Saved entries
----------
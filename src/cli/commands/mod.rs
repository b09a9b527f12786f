//! CLI command implementations.
//!
//! Each command implements the [`Command`] trait, which provides a uniform
//! interface for executing commands and reporting results. Commands are
//! routed by [`CommandDispatcher`].

pub mod completions;
pub mod config;
pub mod dispatcher;
pub mod filter;
pub mod run;
pub mod setup;

pub use dispatcher::{Command, CommandDispatcher, CommandResult, GlobalOptions};
pub use setup::MaskingSetup;
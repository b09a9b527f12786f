//! Secret environment variable detection.
//!
//! Decides from a variable's *name* whether its value should be treated as a
//! secret and registered with the masker.

use regex::Regex;

/// A named rule that flags environment variable names as secret.
#[derive(Debug, Clone)]
pub struct SecretPattern {
    /// Name of this pattern (for debugging).
    pub name: String,
    /// Regex matched against environment variable names.
    pub env_pattern: Regex,
}

/// Built-in patterns for common secrets.
///
/// Each tuple contains (name, regex_pattern).
pub const BUILTIN_PATTERNS: &[(&str, &str)] = &[
    ("api_key", r"(?i)^.*_?(API_?KEY|APIKEY)$"),
    ("secret", r"(?i)^.*_?(SECRET|SECRET_KEY|CLIENT_SECRET)$"),
    ("token", r"(?i)^.*_?(TOKEN|ACCESS_TOKEN|AUTH_TOKEN|REFRESH_TOKEN)$"),
    ("password", r"(?i)^.*_?(PASSWORD|PASSWD|PWD)$"),
    ("credential", r"(?i)^.*_?CREDENTIALS?$"),
    ("private_key", r"(?i)^.*_?PRIVATE_KEY$"),
    (
        "connection_string",
        r"(?i)^.*(CONNECTION_STRING|DATABASE_URL)$",
    ),
];

/// Variables that match a built-in pattern but never hold a secret.
const NEVER_SECRET: &[&str] = &["PWD", "OLDPWD"];

/// Classifies environment variable names as secret or not.
///
/// # Example
///
/// ```
/// use secret_mask::secrets::SecretMatcher;
///
/// let matcher = SecretMatcher::with_builtins();
///
/// assert!(matcher.is_secret("GITHUB_TOKEN"));
/// assert!(matcher.is_secret("DB_PASSWORD"));
///
/// assert!(!matcher.is_secret("PATH"));
/// // The shell's working directory is not a password.
/// assert!(!matcher.is_secret("PWD"));
/// ```
#[derive(Debug, Clone)]
pub struct SecretMatcher {
    patterns: Vec<SecretPattern>,
}

impl SecretMatcher {
    /// Create a matcher with built-in patterns.
    pub fn with_builtins() -> Self {
        let patterns = BUILTIN_PATTERNS
            .iter()
            .filter_map(|(name, pattern)| {
                Regex::new(pattern).ok().map(|env_pattern| SecretPattern {
                    name: name.to_string(),
                    env_pattern,
                })
            })
            .collect();

        Self { patterns }
    }

    /// Create a matcher with custom patterns only.
    pub fn new(patterns: Vec<SecretPattern>) -> Self {
        Self { patterns }
    }

    /// Create a matcher with built-in patterns plus exact custom names.
    ///
    /// # Example
    ///
    /// ```
    /// use secret_mask::secrets::SecretMatcher;
    ///
    /// let custom = vec!["STRIPE_LIVE".to_string()];
    /// let matcher = SecretMatcher::with_builtins_and_custom(&custom);
    ///
    /// assert!(matcher.is_secret("STRIPE_LIVE"));
    /// assert!(matcher.is_secret("API_KEY"));
    /// ```
    pub fn with_builtins_and_custom(custom_names: &[String]) -> Self {
        let mut matcher = Self::with_builtins();

        for name in custom_names {
            if let Ok(pattern) = Regex::new(&format!("^{}$", regex::escape(name))) {
                matcher.add_pattern(SecretPattern {
                    name: format!("custom:{}", name),
                    env_pattern: pattern,
                });
            }
        }

        matcher
    }

    /// Add a custom pattern.
    pub fn add_pattern(&mut self, pattern: SecretPattern) {
        self.patterns.push(pattern);
    }

    /// Check if an environment variable name matches any secret pattern.
    pub fn is_secret(&self, env_name: &str) -> bool {
        if NEVER_SECRET.contains(&env_name) {
            return false;
        }
        self.patterns
            .iter()
            .any(|p| p.env_pattern.is_match(env_name))
    }

    /// Name of the first pattern that flags `env_name`, for diagnostics.
    pub fn matching_pattern(&self, env_name: &str) -> Option<&str> {
        if NEVER_SECRET.contains(&env_name) {
            return None;
        }
        self.patterns
            .iter()
            .find(|p| p.env_pattern.is_match(env_name))
            .map(|p| p.name.as_str())
    }

    /// Get all environment variable names that match secret patterns.
    pub fn find_secrets<'a>(&self, env_names: impl Iterator<Item = &'a str>) -> Vec<&'a str> {
        env_names.filter(|name| self.is_secret(name)).collect()
    }

    /// Get the number of patterns.
    pub fn pattern_count(&self) -> usize {
        self.patterns.len()
    }
}

impl Default for SecretMatcher {
    fn default() -> Self {
        Self::with_builtins()
    }
}
//! Run command implementation.
//!
//! The `secret-mask run -- <command>` command executes a child process and
//! masks secrets in its stdout and stderr.

use std::io;

use crate::cli::args::RunArgs;
use crate::error::Result;
use crate::shell::{execute_masked, execute_plain, CommandSpec};

use super::dispatcher::{Command, CommandResult, GlobalOptions};
use super::setup::MaskingSetup;

/// The run command implementation.
pub struct RunCommand {
    options: GlobalOptions,
    args: RunArgs,
}

impl RunCommand {
    /// Create a new run command.
    pub fn new(options: GlobalOptions, args: RunArgs) -> Self {
        Self { options, args }
    }

    /// Get the command arguments.
    pub fn args(&self) -> &RunArgs {
        &self.args
    }

    fn command_spec(&self, setup: &MaskingSetup) -> CommandSpec {
        let (program, rest) = match self.args.command.split_first() {
            Some((program, rest)) => (program.clone(), rest.to_vec()),
            None => (String::new(), Vec::new()),
        };

        let mut spec = CommandSpec::new(program, rest);
        spec.env = setup.env_file_vars.clone();
        spec.cwd = Some(self.options.working_dir.clone());
        spec
    }
}

impl Command for RunCommand {
    fn execute(&self) -> Result<CommandResult> {
        let setup = MaskingSetup::resolve(&self.options, &self.args.masking)?;
        let spec = self.command_spec(&setup);

        if self.args.no_masking {
            tracing::debug!(command = %spec.display(), "running without masking");
            let result = execute_plain(&spec)?;
            return Ok(CommandResult::from_exit_code(result.propagated_code()));
        }

        setup.warn_if_empty(self.options.quiet);

        let masker = setup.masker()?;
        let stdout = masker.new_writer(io::stdout());
        let stderr = masker.new_writer(io::stderr());
        masker.spawn()?;

        let result = execute_masked(&spec, stdout, stderr);
        // Close before reporting so nothing the child printed is lost.
        let closed = masker.close();
        let result = result?;
        closed?;

        Ok(CommandResult::from_exit_code(result.propagated_code()))
    }
}
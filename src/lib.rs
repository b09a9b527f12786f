//! secret-mask - Keep secrets out of command output.
//!
//! The core of the crate is [`masker`], a streaming filter that replaces
//! every occurrence of a set of secret byte strings with a fixed mask while
//! forwarding everything else unchanged. Secrets split across arbitrary
//! write boundaries are still caught, and partially matched output is
//! released after a short period of producer silence.
//!
//! # Modules
//!
//! - [`masker`] - Streaming pattern matching and the masking writer
//! - [`secrets`] - Deciding which environment values are secret
//! - [`config`] - Configuration loading, parsing, and validation
//! - [`shell`] - Running child processes with masked output
//! - [`cli`] - Command-line interface and argument parsing
//! - [`error`] - Error types and result aliases
//!
//! # Example
//!
//! ```
//! use std::io::Write;
//! use std::time::Duration;
//! use secret_mask::masker::Masker;
//!
//! let masker = Masker::new(["hunter2"], "***", Duration::from_millis(100)).unwrap();
//! let out = tempfile::NamedTempFile::new().unwrap();
//! let mut writer = masker.new_writer(out.reopen().unwrap());
//! masker.spawn().unwrap();
//!
//! writer.write_all(b"password: hun").unwrap();
//! writer.write_all(b"ter2\n").unwrap();
//! masker.close().unwrap();
//!
//! assert_eq!(std::fs::read_to_string(out.path()).unwrap(), "password: ***\n");
//! ```

pub mod cli;
pub mod config;
pub mod error;
pub mod masker;
pub mod secrets;
pub mod shell;

pub use error::{MaskError, Result};
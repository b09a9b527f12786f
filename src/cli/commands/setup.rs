//! Resolving configuration and secrets shared by the masking commands.

use std::collections::BTreeMap;
use std::path::PathBuf;

use crate::cli::args::MaskingArgs;
use crate::config::{load_config, validate, EnvFileParser, MaskConfig};
use crate::error::Result;
use crate::masker::Masker;
use crate::secrets::{process_env, SecretMatcher, SecretSet};

use super::dispatcher::GlobalOptions;

/// Everything a command needs to build a masker.
#[derive(Debug)]
pub struct MaskingSetup {
    /// Resolved configuration, file values with overrides applied.
    pub config: MaskConfig,

    /// Config file the values came from, if any.
    pub source: Option<PathBuf>,

    /// Variables read from the configured env file.
    pub env_file_vars: BTreeMap<String, String>,

    /// Secret values to mask.
    pub secrets: SecretSet,
}

impl MaskingSetup {
    /// Resolve config and secrets against the current process environment.
    pub fn resolve(options: &GlobalOptions, args: &MaskingArgs) -> Result<Self> {
        Self::resolve_with_env(options, args, process_env())
    }

    /// Resolve config and secrets against an explicit environment.
    pub fn resolve_with_env(
        options: &GlobalOptions,
        args: &MaskingArgs,
        mut env: BTreeMap<String, String>,
    ) -> Result<Self> {
        let mut config = load_config(options.config_path.as_deref(), &options.working_dir)?;
        let source = match &options.config_path {
            Some(path) => Some(path.clone()),
            None => crate::config::find_config(&options.working_dir),
        };
        args.overrides().apply(&mut config);
        validate(&config)?;

        let env_file_vars = match &config.env_file {
            Some(path) => {
                let path = options.working_dir.join(path);
                tracing::debug!(path = %path.display(), "loading env file");
                EnvFileParser::load(&path)?
            }
            None => BTreeMap::new(),
        };

        let mut secrets = SecretSet::new(config.min_secret_length);
        secrets.add_all_values(&env_file_vars);

        // Env file values shadow inherited ones, as they do for the child.
        env.extend(env_file_vars.iter().map(|(k, v)| (k.clone(), v.clone())));
        secrets.add_named(&config.secret_env, &env);
        if config.detect_secret_env {
            secrets.add_detected(&SecretMatcher::with_builtins(), &env);
        }

        tracing::debug!(secrets = secrets.len(), "resolved secrets");

        Ok(Self {
            config,
            source,
            env_file_vars,
            secrets,
        })
    }

    /// Build a masker for the resolved secrets.
    pub fn masker(&self) -> Result<Masker> {
        Masker::new(
            self.secrets.patterns(),
            &self.config.mask,
            self.config.masking_timeout(),
        )
    }

    /// Print a hint when nothing would be masked.
    pub fn warn_if_empty(&self, quiet: bool) {
        if quiet || !self.secrets.is_empty() {
            return;
        }
        eprintln!(
            "{} no secrets registered; output is passed through unchanged",
            console::style("warning:").yellow().bold()
        );
    }
}
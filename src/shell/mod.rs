//! Child process execution with masked output.

pub mod command;

pub use command::{execute_masked, execute_plain, CommandResult, CommandSpec};
use crate::domain::models::MessageSeverity;
use eframe::egui;

pub struct Components;

impl Components {
    pub fn heading(ui: &mut egui::Ui, text: &str) {
        ui.label(egui::RichText::new(text).heading().strong());
    }

    pub fn card<R>(
        ui: &mut egui::Ui,
        title: &str,
        add_contents: impl FnOnce(&mut egui::Ui) -> R,
    ) -> R {
        let stroke = ui.style().visuals.widgets.noninteractive.bg_stroke;
        let bg = ui.style().visuals.widgets.noninteractive.bg_fill;

        egui::Frame::none()
            .inner_margin(egui::Margin::same(16.0))
            .rounding(egui::Rounding::same(10.0))
            .stroke(stroke)
            .fill(bg)
            .show(ui, |ui| {
                ui.set_width(ui.available_width());
                ui.vertical(|ui| {
                    ui.label(egui::RichText::new(title).strong().size(18.0));
                    ui.add_space(8.0);
                    add_contents(ui)
                })
                .inner
            })
            .inner
    }

    /// Coloured message line with a dismiss button. Returns true when the
    /// user dismissed it.
    pub fn status_message(ui: &mut egui::Ui, text: &str, severity: MessageSeverity) -> bool {
        let color = Self::severity_color(severity);
        let mut dismissed = false;

        egui::Frame::none()
            .inner_margin(egui::Margin::symmetric(12.0, 8.0))
            .rounding(egui::Rounding::same(6.0))
            .stroke(egui::Stroke::new(1.5, color))
            .show(ui, |ui| {
                ui.horizontal(|ui| {
                    ui.label(egui::RichText::new(text).color(color).strong());
                    ui.with_layout(egui::Layout::right_to_left(egui::Align::Center), |ui| {
                        dismissed = ui.small_button("✖").clicked();
                    });
                });
            });

        dismissed
    }

    /// Swatch filling the available width.
    pub fn swatch(ui: &mut egui::Ui, color: egui::Color32, caption: &str) {
        let size = egui::vec2(ui.available_width(), 70.0);
        let (rect, _) = ui.allocate_exact_size(size, egui::Sense::hover());
        let painter = ui.painter();
        painter.rect_filled(rect, egui::Rounding::same(8.0), color);

        let text_color = if color.r() as u16 + color.g() as u16 + color.b() as u16 > 380 {
            egui::Color32::BLACK
        } else {
            egui::Color32::WHITE
        };
        painter.text(
            rect.center(),
            egui::Align2::CENTER_CENTER,
            caption,
            egui::FontId::proportional(20.0),
            text_color,
        );
    }

    pub fn severity_color(severity: MessageSeverity) -> egui::Color32 {
        match severity {
            MessageSeverity::Info => egui::Color32::from_rgb(70, 130, 220),
            MessageSeverity::Success => egui::Color32::from_rgb(40, 160, 80),
            MessageSeverity::Warning => egui::Color32::from_rgb(210, 150, 0),
            MessageSeverity::Error => egui::Color32::from_rgb(220, 60, 60),
        }
    }
}
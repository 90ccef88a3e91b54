//! WinRT Backend
//!
//! [`BleTransport`] on top of `Windows.Devices.Bluetooth`.

use crate::domain::models::DiscoveredDevice;
use crate::error::TransportError;
use crate::infrastructure::bluetooth::scanner::BleScanner;
use crate::infrastructure::bluetooth::transport::{
    BleChannel, BleTransport, Connection, DeviceFilter, GattTarget,
};
use async_trait::async_trait;
use std::sync::Mutex;
use tokio::sync::oneshot;
use tracing::{debug, error, info, warn};
use uuid::Uuid;
use windows::core::GUID;
use windows::Devices::Bluetooth::GenericAttributeProfile::{
    GattCharacteristic, GattCommunicationStatus, GattDeviceService,
};
use windows::Devices::Bluetooth::{
    BluetoothAdapter, BluetoothConnectionStatus, BluetoothLEDevice,
};
use windows::Devices::Radios::RadioState;
use windows::Foundation::TypedEventHandler;
use windows::Storage::Streams::DataWriter;

/// Convert a UUID into a Windows GUID
fn guid(uuid: Uuid) -> GUID {
    GUID::from_u128(uuid.as_u128())
}

pub struct WinRtTransport;

impl WinRtTransport {
    async fn adapter_ready() -> Result<bool, TransportError> {
        let adapter = BluetoothAdapter::GetDefaultAsync()?.await?;
        if !adapter.IsLowEnergySupported()? {
            return Ok(false);
        }
        let radio = adapter.GetRadioAsync()?.await?;
        Ok(radio.State()? == RadioState::On)
    }
}

#[async_trait]
impl BleTransport for WinRtTransport {
    async fn is_available(&self) -> bool {
        match Self::adapter_ready().await {
            Ok(ready) => ready,
            Err(e) => {
                warn!("No usable Bluetooth adapter: {}", e);
                false
            }
        }
    }

    async fn request_device(
        &self,
        filter: &DeviceFilter,
    ) -> Result<DiscoveredDevice, TransportError> {
        // Dropping the scanner (e.g. on cancellation) stops the watcher
        let mut scanner = BleScanner::new();
        let mut found = scanner.start(filter)?;
        let device = found
            .recv()
            .await
            .ok_or(TransportError::NoMatchingDevice)?;
        scanner.stop()?;
        Ok(device)
    }

    async fn connect(
        &self,
        device: &DiscoveredDevice,
        target: &GattTarget,
    ) -> Result<Connection, TransportError> {
        info!("Connecting to Bluetooth device: {:#X}", device.address);
        let ble = OpenDevice(BluetoothLEDevice::FromBluetoothAddressAsync(device.address)?.await?);

        // Get services
        let services_result = ble
            .0
            .GetGattServicesForUuidAsync(guid(target.service))?
            .await?;
        if services_result.Status()? != GattCommunicationStatus::Success {
            error!(
                "Failed to get GATT services: {:?}",
                services_result.Status()?
            );
            return Err(TransportError::Platform(format!(
                "GATT services unavailable ({:?})",
                services_result.Status()?
            )));
        }
        let services = services_result.Services()?;
        if services.Size()? == 0 {
            return Err(TransportError::ServiceNotFound);
        }
        let service = services.GetAt(0)?;
        info!("Found train service");

        // Get the control characteristic
        let chars_result = service
            .GetCharacteristicsForUuidAsync(guid(target.characteristic))?
            .await?;
        if chars_result.Status()? != GattCommunicationStatus::Success {
            let _ = service.Close();
            return Err(TransportError::Platform(format!(
                "GATT characteristics unavailable ({:?})",
                chars_result.Status()?
            )));
        }
        let characteristics = chars_result.Characteristics()?;
        if characteristics.Size()? == 0 {
            let _ = service.Close();
            return Err(TransportError::CharacteristicNotFound);
        }
        let characteristic = characteristics.GetAt(0)?;
        debug!(
            "Control characteristic properties: {:?}",
            characteristic.CharacteristicProperties()?
        );

        // Link loss is reported once
        let (lost_tx, link_lost) = oneshot::channel();
        let lost_tx = Mutex::new(Some(lost_tx));
        let status_handler =
            TypedEventHandler::new(move |dev: windows::core::Ref<BluetoothLEDevice>, _| {
                if let Some(dev) = dev.as_ref() {
                    if dev.ConnectionStatus()? == BluetoothConnectionStatus::Disconnected {
                        if let Some(tx) = lost_tx.lock().ok().and_then(|mut tx| tx.take()) {
                            let _ = tx.send(());
                        }
                    }
                }
                Ok(())
            });
        let status_token = ble.0.ConnectionStatusChanged(&status_handler)?;

        Ok(Connection {
            channel: Box::new(WinRtChannel {
                device: ble,
                service,
                characteristic,
                status_token,
            }),
            link_lost,
        })
    }
}

/// Closes the device on drop, so every early return in `connect` releases it.
struct OpenDevice(BluetoothLEDevice);

impl Drop for OpenDevice {
    fn drop(&mut self) {
        let _ = self.0.Close();
    }
}

struct WinRtChannel {
    device: OpenDevice,
    service: GattDeviceService,
    characteristic: GattCharacteristic,
    status_token: i64,
}

#[async_trait]
impl BleChannel for WinRtChannel {
    async fn write(&self, payload: &[u8]) -> Result<(), TransportError> {
        let writer = DataWriter::new()?;
        writer.WriteBytes(payload)?;
        let buffer = writer.DetachBuffer()?;

        let status = self.characteristic.WriteValueAsync(&buffer)?.await?;
        if status != GattCommunicationStatus::Success {
            return Err(TransportError::WriteRejected(format!("{:?}", status)));
        }
        Ok(())
    }

    async fn disconnect(&self) -> Result<(), TransportError> {
        self.device
            .0
            .RemoveConnectionStatusChanged(self.status_token)?;
        self.service.Close()?;
        self.device.0.Close()?;
        Ok(())
    }
}

impl Drop for WinRtChannel {
    fn drop(&mut self) {
        let _ = self
            .device
            .0
            .RemoveConnectionStatusChanged(self.status_token);
        let _ = self.service.Close();
    }
}

#[cfg(test)]
mod tests {
    use super::*;
    use crate::infrastructure::bluetooth::protocol;

    #[test]
    fn test_guid_conversion() {
        let guid = guid(protocol::SERVICE_UUID);
        assert_eq!(guid.data1, 0x4fafc201);
        assert_eq!(guid.data2, 0x1fb5);
        assert_eq!(guid.data3, 0x459e);
        assert_eq!(guid.data4, [0x8f, 0xcc, 0xc5, 0xc9, 0xc3, 0x31, 0x91, 0x4b]);
    }
}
----------
## What you should do
Give back the records word for word. Start at the first line, end at the line containing "results. Commands are", and include both.

## Answer section
filename src/cli/commands/mod.rs
repository b09a9b527f12786f
//! CLI command implementations.
//!
//! Each command implements the [`Command`] trait, which provides a uniform
//! interface for executing commands and reporting results. Commands are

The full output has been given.